Cluster controller actually manages two cluster: Kafka brokers and ZooKeeper
The cluster controller running on Kubernetes (or OpenShift) is in charge to deploy an Apache Kafka cluster based on the configuration provided by the user through a “cluster” ConfigMap resource.
Its main work is to watch for a ConfigMap which contains the cluster configuration (i.e. number of broker nodes, number of Zookeeper nodes, healthcheck information, broker configuration properties, metrics configuration and so on) and then deploying the cluster based on such information.
During its life, the cluster controller is also in charge to check updates on the ConfigMap and reflecting the changes on the already deployed cluster (i.e. the user increase the number of broker nodes in order to scale up the cluster or change some metrics parameters and so on).
It supports two flavours of deployment depending on your workload. For throwaway clusters for testing and development you can use the ephemeral deployment mode, which uses the `emptyDir` local volume type which get reclaimed (deleted) if any of the pods stop for any reason.

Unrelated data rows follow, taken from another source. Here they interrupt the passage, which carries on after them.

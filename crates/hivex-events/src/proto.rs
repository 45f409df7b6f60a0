//! The subset of `tensorflow.Event` needed to read scalar summaries.
//! Fields not declared here are skipped by the decoder.

#[derive(Clone, PartialEq, ::prost::Message)]
pub struct Event {
    #[prost(double, tag = "1")]
    pub wall_time: f64,
    #[prost(int64, tag = "2")]
    pub step: i64,
    #[prost(string, optional, tag = "3")]
    pub file_version: ::core::option::Option<::prost::alloc::string::String>,
    #[prost(message, optional, tag = "5")]
    pub summary: ::core::option::Option<Summary>,
}

#[derive(Clone, PartialEq, ::prost::Message)]
pub struct Summary {
    #[prost(message, repeated, tag = "1")]
    pub value: ::prost::alloc::vec::Vec<SummaryValue>,
}

#[derive(Clone, PartialEq, ::prost::Message)]
pub struct SummaryValue {
    #[prost(string, tag = "1")]
    pub tag: ::prost::alloc::string::String,
    #[prost(float, optional, tag = "2")]
    pub simple_value: ::core::option::Option<f32>,
    #[prost(string, tag = "7")]
    pub node_name: ::prost::alloc::string::String,
}

impl Event {
    pub fn scalar(step: i64, wall_time: f64, tag: &str, value: f32) -> Self {
        Event {
            wall_time,
            step,
            file_version: None,
            summary: Some(Summary {
                value: vec![SummaryValue {
                    tag: tag.to_string(),
                    simple_value: Some(value),
                    node_name: String::new(),
                }],
            }),
        }
    }
}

The second flavour of deployment is known as persistent mode. This mode uses PersistentVolumes and any of the PersistentVolume type’s available (hostPath, EBS, etc.) in order to provide stable storage for broker pods that can survive the failure of a pod.

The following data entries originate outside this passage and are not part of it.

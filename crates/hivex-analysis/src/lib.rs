//! Winner selection and the aggregations behind the results charts.

pub mod chart_data;
pub mod frame;
pub mod records;
pub mod select;

pub use records::{
    DatasetWinners, MeanValue, RecordKey, RecordKeyError, SkipReason, WinnerRecord, WinnerTable,
};
pub use select::select_winners;
pub use frame::observation_frame;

Strimzi has several other features including support to host persistent KafkaConnect instances, an in-process HTTP server for controller health metrics.
The topic controller provides a way to manage the Kafka topics without interacting with the Kafka brokers directly but using a ConfigMap approach.
In the same way as the cluster controller, the topic controller is in charge to watch for specific ConfigMap resources which describe topics.
This allows the user to use ConfigMaps to define topic information (i.e. name, number of partitions, replication factor and so on) and the topic controller will process it to create or update the topic in the cluster.
If topics are modified or created by some other means then the topic controller will synchronize topic ConfigMap(s) so they can be operated on through strimzi as well.